Interstate Health Insurance?

If the Republicans win the general election in the fall and Obamacare is repealed, what happens? Several common threads run through the various strategies from Republican front runners.

The most odious feature of the the Patient Protection and Affordable Care Act (PPACA) among conservatives seems to be the mandate, so it will go. If you don’t want to buy insurance, you don’t have to. If for example you get pneumonia from an untreated infection, you can go to the hospital and get free care. For the hospital to remain in business however, they have to cover the cost of the “free” care with higher costs to the paying customers – the insurance companies. And remember that emergency care is the most expensive way to deliver care, bar none. The cost to those who buy insurance will go up to subsidize the uninsured. This doesn’t do anything to lower costs, it’s what we had before and it is a silly way to keep everybody healthy.

So everyone, republicans included, realizes that steps need to be taken to bring down the cost of healthcare and one thing you hear constantly is that allowing the purchase of insurance across states lines will increase competition and thereby lower costs. Will it work? It works with widgets.
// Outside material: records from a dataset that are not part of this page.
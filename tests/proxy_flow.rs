//! End-to-end connection handling through a running balancer.

use std::time::Duration;

use tcp_balancer::load_balancer::target_addr;
use tokio::io::AsyncReadExt;
use tokio::net::TcpStream;

mod common;

#[tokio::test]
async fn echo_round_trip_counts_one_success() {
    let backend = common::start_echo_backend().await;
    let balancer = common::balancer(&["127.0.0.1"], backend.port());
    balancer.directory().refresh().await.unwrap();
    let addr = common::serve(&balancer).await;

    let payload: Vec<u8> = (0..32 * 1024).map(|i| (i * 7 % 256) as u8).collect();
    let reply = common::within(Duration::from_secs(5), "echo", common::exchange(addr, &payload)).await;
    assert_eq!(reply, payload);

    let stats = balancer.stats().clone();
    assert!(common::wait_until(Duration::from_secs(2), || stats.successful() == 1).await);
    assert_eq!(stats.failed(), 0);
    assert!(common::wait_until(Duration::from_secs(2), || balancer.active_connections() == 0).await);

    balancer.shutdown(Duration::from_secs(1)).await.unwrap();
}

#[tokio::test]
async fn zero_healthy_nodes_rejects_every_connection() {
    let balancer = common::balancer(&[], 9);
    let addr = common::serve(&balancer).await;

    for expected in 1..=3u64 {
        let mut client = TcpStream::connect(addr).await.unwrap();
        let mut buf = [0u8; 16];
        let n = common::within(Duration::from_secs(2), "reject", client.read(&mut buf))
            .await
            .unwrap_or(0);
        assert_eq!(n, 0, "connection should be closed without data");

        let stats = balancer.stats().clone();
        assert!(common::wait_until(Duration::from_secs(1), || stats.failed() == expected).await);
    }
    assert_eq!(balancer.stats().successful(), 0);

    balancer.shutdown(Duration::from_secs(1)).await.unwrap();
}

#[tokio::test]
async fn breaker_stops_dialing_after_threshold() {
    let port = common::closed_port().await;
    let balancer = common::balancer(&["127.0.0.1"], port);
    balancer.directory().refresh().await.unwrap();
    let addr = common::serve(&balancer).await;
    let target = target_addr("127.0.0.1", port);

    // Threshold is two: two dial failures, then one rejection without a dial.
    for expected in 1..=3u64 {
        let mut client = TcpStream::connect(addr).await.unwrap();
        let mut buf = [0u8; 1];
        let _ = common::within(Duration::from_secs(3), "reject", client.read(&mut buf)).await;

        let stats = balancer.stats().clone();
        assert!(common::wait_until(Duration::from_secs(2), || stats.failed() == expected).await);
    }

    let breaker = balancer.breakers().get(&target);
    assert!(breaker.is_open());
    assert_eq!(breaker.failure_count(), 2);

    balancer.shutdown(Duration::from_secs(1)).await.unwrap();
}

#[tokio::test]
async fn concurrent_connections_are_independent() {
    let backend = common::start_echo_backend().await;
    let balancer = common::balancer(&["127.0.0.1"], backend.port());
    balancer.directory().refresh().await.unwrap();
    let addr = common::serve(&balancer).await;

    let clients: Vec<_> = (0..16u8)
        .map(|i| {
            tokio::spawn(async move {
                let payload = vec![i; 1024 + i as usize];
                let reply = common::exchange(addr, &payload).await;
                assert_eq!(reply, payload);
            })
        })
        .collect();
    for client in clients {
        common::within(Duration::from_secs(5), "client", client).await.unwrap();
    }

    let stats = balancer.stats().clone();
    assert!(common::wait_until(Duration::from_secs(2), || stats.successful() == 16).await);
    assert_eq!(stats.failed(), 0);

    balancer.shutdown(Duration::from_secs(1)).await.unwrap();
}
If someone in another state sells widgets at a lower price than that can be bought here, then go there to buy where the price is lower.

The story with health insurance is quite a bit more complex. The PPACA includes provisions that already allow the purchase of health insurance across state lines. The difference between the PPACA compact provisions and earlier interstate sales provisions are that the PPACA requires all states to comply with a minimum level of insurance coverage. But interstate sales is not happening, so why?
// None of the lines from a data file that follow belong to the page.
//! Configuration loading from disk and the environment.

use std::fs;
use std::path::Path;
use std::str::FromStr;

use thiserror::Error;

use crate::config::schema::BalancerConfig;
use crate::config::validation::{validate_config, ValidationError};

/// Error type for configuration loading.
#[derive(Debug, Error)]
pub enum ConfigError {
    #[error("IO error: {0}")]
    Io(#[from] std::io::Error),

    #[error("Parse error: {0}")]
    Parse(#[from] toml::de::Error),

    #[error("Invalid value '{value}' for {key}: {reason}")]
    InvalidValue {
        key: &'static str,
        value: String,
        reason: String,
    },

    #[error("Validation failed: {}", join_errors(.0))]
    Validation(Vec<ValidationError>),
}

fn join_errors(errors: &[ValidationError]) -> String {
    errors
        .iter()
        .map(ToString::to_string)
        .collect::<Vec<_>>()
        .join(", ")
}

/// Load configuration: optional TOML file, then environment overrides, then validation.
pub fn load_config(path: Option<&Path>) -> Result<BalancerConfig, ConfigError> {
    let config = match path {
        Some(path) => {
            let content = fs::read_to_string(path)?;
            toml::from_str(&content)?
        }
        None => BalancerConfig::default(),
    };

    let config = apply_overrides(config, |key| std::env::var(key).ok())?;
    validate_config(&config).map_err(ConfigError::Validation)?;

    Ok(config)
}

/// Overlay every recognized key found by `lookup` onto `config`.
pub fn apply_overrides<F>(mut config: BalancerConfig, lookup: F) -> Result<BalancerConfig, ConfigError>
where
    F: Fn(&str) -> Option<String>,
{
    let env = Overrides { lookup };

    env.string("HOST", &mut config.listener.host);
    env.parse("PORT", &mut config.listener.port)?;

    env.parse("NODE_FILTER", &mut config.discovery.node_filter)?;
    env.string("ASG_NAME", &mut config.discovery.asg_name);
    env.string("TAG_NAME", &mut config.discovery.tag_name);
    env.string("TAG_VALUE", &mut config.discovery.tag_value);
    env.string("AWS_REGION", &mut config.discovery.region);
    env.parse("NODE_CHECK_PERIOD", &mut config.discovery.node_check_period_secs)?;
    env.string("NODE_INVENTORY", &mut config.discovery.inventory_path);
    env.parse("DISCOVERY_RETRY_BASE_MS", &mut config.discovery.retry_base_ms)?;

    env.parse("HEALTH_CHECK_PERIOD", &mut config.health_check.period_secs)?;
    env.string("HEALTH_CHECK_PATH", &mut config.health_check.path);
    env.parse("HEALTH_CHECK_TIMEOUT", &mut config.health_check.timeout_secs)?;

    env.parse("TARGET_PORT", &mut config.backend.target_port)?;
    env.parse("POOL_SIZE", &mut config.backend.pool_size)?;
    env.parse("POOL_TIMEOUT", &mut config.backend.pool_timeout_secs)?;

    env.parse("CIRCUIT_BREAKER_THRESHOLD", &mut config.circuit_breaker.threshold)?;
    env.parse("CIRCUIT_BREAKER_TIMEOUT", &mut config.circuit_breaker.timeout_mins)?;

    env.parse("SHUTDOWN_TIMEOUT", &mut config.shutdown.timeout_secs)?;

    env.string("LOG_LEVEL", &mut config.observability.log_level);
    env.parse("LOG_CONNECTIONS", &mut config.observability.log_connections)?;
    env.parse("METRICS_ENABLED", &mut config.observability.metrics_enabled)?;
    env.string("METRICS_ADDRESS", &mut config.observability.metrics_address);

    Ok(config)
}

struct Overrides<F> {
    lookup: F,
}

impl<F> Overrides<F>
where
    F: Fn(&str) -> Option<String>,
{
    fn string(&self, key: &'static str, slot: &mut String) {
        if let Some(value) = (self.lookup)(key) {
            *slot = value;
        }
    }

    fn parse<T>(&self, key: &'static str, slot: &mut T) -> Result<(), ConfigError>
    where
        T: FromStr,
        T::Err: std::fmt::Display,
    {
        if let Some(value) = (self.lookup)(key) {
            *slot = value.trim().parse().map_err(|e: T::Err| ConfigError::InvalidValue {
                key,
                value: value.clone(),
                reason: e.to_string(),
            })?;
        }
        Ok(())
    }
}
Insurance companies make money by negotiating prices for “healthcare commodities” – doctors fees, hospital costs, laboratory costs, drug costs etc. All these costs are negotiated to control costs to the policy holders. The nature of the policies sold in a state are regulated in the state.

Georgia, Maine, and Wyoming are states that have taken the step to promote interstate sales. The problem is not that regulations prevent it, but rather no insurers are interested. In none of the aforementioned states, has an out of state insurer expressed interest in selling in those states. This is partly due to the fact that out of state insurers will still have to abide by the rules in the states where they sell.

Eventually it may happen. There is a case to be made that costs are lower the bigger the pool of insured, and crossing state lines could expand the pool for a given insurer. In some markets such as large metropolitan areas that cross state lines, this could happen sooner rather than later, but the development will take time. How how much will this lower the cost to a consumer?

Experts cite the fact that insurance costs depends on how healthy a given group of policy holders are. Arkansans currently have the highest obesity rate in the country, Colorado the lowest. If an insurer from Colorado wanted to sell in Arkansas, the policy costs would be base on the obese Arkansas pool, not the fit Colorado pool. Consequently what cost savings may occur would be small.

In a final irony, a catch-22 of sorts, interstate sales of insurance means federal regulation, anathema to generally states rights conservatives.